#### THE PROBLEM
Starting at the top of the data and ending with the line that holds "impl Submitter for LogSubmitter", transcribe each line exactly; include both ends.

Stored data entries
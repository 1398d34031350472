//! Where submitted job postings go

use anyhow::Result;
use std::future::Future;

use crate::backend::{BackendClient, TextSubmission};
use crate::config::{BackendConfig, SubmitMode};
use crate::intake::UploadedFile;

/// Destination for job postings submitted from the tracker page
pub trait Submitter {
    fn submit_text(&self, text: &str) -> impl Future<Output = Result<()>>;

    fn submit_files(&self, files: &[UploadedFile]) -> impl Future<Output = Result<()>>;

    fn name(&self) -> &'static str;
}

/// Logs submissions and accepts them
#[derive(Debug, Clone, Copy, Default)]
pub struct LogSubmitter;

impl Submitter for LogSubmitter {
    async fn submit_text(&self, text: &str) -> Result<()> {
        tracing::info!("Submitting text ({} chars)", text.chars().count());
        tracing::debug!("{}", text);
        Ok(())
    }

    async fn submit_files(&self, files: &[UploadedFile]) -> Result<()> {
        tracing::info!("Submitting {} file(s)", files.len());
        for file in files {
            tracing::debug!("  {} ({})", file.name, file.display_size());
        }
        Ok(())
    }

    fn name(&self) -> &'static str {
        "log"
    }
}

/// Posts text to the backend. Files have no storage yet and are only logged.
#[derive(Debug, Clone)]
pub struct HttpSubmitter {
    client: BackendClient,
}

impl HttpSubmitter {
    pub fn new(client: BackendClient) -> Self {
        Self { client }
    }
}

impl Submitter for HttpSubmitter {
    async fn submit_text(&self, text: &str) -> Result<()> {
        let submission = TextSubmission::new(text);
        self.client.submit_text(&submission).await?;
        tracing::info!("Submitted {} to {}", submission.id, self.client.base_url());
        Ok(())
    }

    async fn submit_files(&self, files: &[UploadedFile]) -> Result<()> {
        tracing::warn!("File upload is not stored by the backend; {} file(s) only logged", files.len());
        LogSubmitter.submit_files(files).await
    }

    fn name(&self) -> &'static str {
        "http"
    }
}

/// Submitter picked from the `submit.mode` setting
#[derive(Debug, Clone)]
pub enum ConfiguredSubmitter {
    Log(LogSubmitter),
    Http(HttpSubmitter),
}

impl ConfiguredSubmitter {
    pub fn from_config(mode: SubmitMode, backend: &BackendConfig) -> Result<Self> {
        Ok(match mode {
            SubmitMode::Log => Self::Log(LogSubmitter),
            SubmitMode::Http => Self::Http(HttpSubmitter::new(BackendClient::new(backend)?)),
        })
    }
}

impl Submitter for ConfiguredSubmitter {
    async fn submit_text(&self, text: &str) -> Result<()> {
        match self {
            Self::Log(submitter) => submitter.submit_text(text).await,
            Self::Http(submitter) => submitter.submit_text(text).await,
        }
    }

    async fn submit_files(&self, files: &[UploadedFile]) -> Result<()> {
        match self {
            Self::Log(submitter) => submitter.submit_files(files).await,
            Self::Http(submitter) => submitter.submit_files(files).await,
        }
    }

    fn name(&self) -> &'static str {
        match self {
            Self::Log(submitter) => submitter.name(),
            Self::Http(submitter) => submitter.name(),
        }
    }
}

#### WRITTEN RESPONSE
repository 1398d34031350472
//! Where submitted job postings go

use anyhow::Result;
use std::future::Future;

use crate::backend::{BackendClient, TextSubmission};
use crate::config::{BackendConfig, SubmitMode};
use crate::intake::UploadedFile;

/// Destination for job postings submitted from the tracker page
pub trait Submitter {
    fn submit_text(&self, text: &str) -> impl Future<Output = Result<()>>;

    fn submit_files(&self, files: &[UploadedFile]) -> impl Future<Output = Result<()>>;

    fn name(&self) -> &'static str;
}

/// Logs submissions and accepts them
#[derive(Debug, Clone, Copy, Default)]
pub struct LogSubmitter;

impl Submitter for LogSubmitter {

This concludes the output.